Extemporaneous musings, occasionally poetic, about life in its richly varied dimensions, especially as relates to history, theology, law, literature, science, by one who is an attorney, ordained minister, historian, writer, and African American.
Friday, September 29, 2017
FEMALE EQUALITY IN KEMET
WOMEN WERE EQUAL TO MEN IN ANCIENT EGYPT UNDER THE LAW
"Uniquely for the ancient world, women in pharaonic Egypt enjoyed a legal status equal to that of men. Wives could testify against their husbands in a court of law. Women maintained control over their own property even after marrying (property acquired jointly by a married couple belonged one-third to the wife and two-thirds to the husband). And women were free to dispose of their wealth as they wished.

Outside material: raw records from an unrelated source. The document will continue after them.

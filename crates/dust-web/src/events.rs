//! DOM listeners that translate browser events into `InputEvent`s.
//!
//! Every listener lives for the rest of the page, so closures are leaked
//! with `forget()` once attached.

use dust_engine::InputEvent;
use wasm_bindgen::convert::FromWasmAbi;
use wasm_bindgen::prelude::*;
use wasm_bindgen::JsCast;
use web_sys::{AddEventListenerOptions, EventTarget, HtmlCanvasElement, MouseEvent, TouchEvent, Window};

use crate::with_runner;

fn push(event: InputEvent) {
    with_runner(|r| r.push_input(event));
}

fn listen<E>(
    target: &EventTarget,
    kind: &str,
    passive: bool,
    handler: impl FnMut(E) + 'static,
) -> Result<(), JsValue>
where
    E: FromWasmAbi + 'static,
{
    let closure = Closure::wrap(Box::new(handler) as Box<dyn FnMut(E)>);
    let options = AddEventListenerOptions::new();
    options.set_passive(passive);
    target.add_event_listener_with_callback_and_add_event_listener_options(
        kind,
        closure.as_ref().unchecked_ref(),
        &options,
    )?;
    closure.forget();
    Ok(())
}

/// Viewport size in CSS pixels; zero if the browser reports nothing usable.
pub fn viewport_size(window: &Window) -> (u32, u32) {
    let dim = |v: Result<JsValue, JsValue>| {
        v.ok()
            .and_then(|v| v.as_f64())
            .filter(|d| d.is_finite() && *d > 0.0)
            .map_or(0, |d| d as u32)
    };
    (dim(window.inner_width()), dim(window.inner_height()))
}

/// Whether the browser exposes touch events.
pub fn touch_capable(window: &Window) -> bool {
    js_sys::Reflect::has(window, &JsValue::from_str("ontouchstart")).unwrap_or(false)
}

/// Attach resize, mouse and touch listeners.
pub fn attach(window: &Window, canvas: &HtmlCanvasElement) -> Result<(), JsValue> {
    let win = window.clone();
    listen(window, "resize", true, move |_: web_sys::Event| {
        let (width, height) = viewport_size(&win);
        push(InputEvent::Resize { width, height });
    })?;

    listen(canvas, "mousemove", true, |ev: MouseEvent| {
        push(InputEvent::PointerMove {
            x: ev.client_x() as f32,
            y: ev.client_y() as f32,
        });
    })?;
    listen(canvas, "mouseleave", true, |_: MouseEvent| {
        push(InputEvent::PointerLeave);
    })?;

    listen(canvas, "touchstart", true, |_: TouchEvent| {
        push(InputEvent::TouchStart);
    })?;
    // Non-passive so the page does not scroll while dragging over the canvas.
    listen(canvas, "touchmove", false, |ev: TouchEvent| {
        let Some(touch) = ev.touches().get(0) else {
            return;
        };
        let event = InputEvent::TouchMove {
            x: touch.client_x() as f32,
            y: touch.client_y() as f32,
        };
        if event.suppresses_default() {
            ev.prevent_default();
        }
        push(event);
    })?;
    listen(canvas, "touchend", true, |_: TouchEvent| {
        push(InputEvent::TouchEnd);
    })?;

    Ok(())
}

"The last point is amply demonstrated in the last will and testament of Naunakht, a woman of modest means, who lived in the mid Twentieth Dynasty, at the end of the New Kingdom. A remarkable and fascinating survival, the papyrus document was drawn up in the presence of fourteen named witnesses in the third year of the reign of Ramses V; it can be dated with remarkable precision to November 1147 B.C. In it, Naunakht sets forth how she wants her property to be divided after her death."
P. 133, "The Will of Naunakht," WRITINGS OF ANCIENT EGYPT, translated and edited by Toby Wilkinson (2006)

[image is of "Homreheb," the law-giver of the 18th Dynasty of Kemet. He was Preceptor of the boy-king, Tutankhamen, who later, after "Ay," became Pharaoh himself @ 1200 BC, when he added strength to the much more ancient law of MAAT, to expel corruption and lucre out of his country by reforming officials and/or punished or banished them]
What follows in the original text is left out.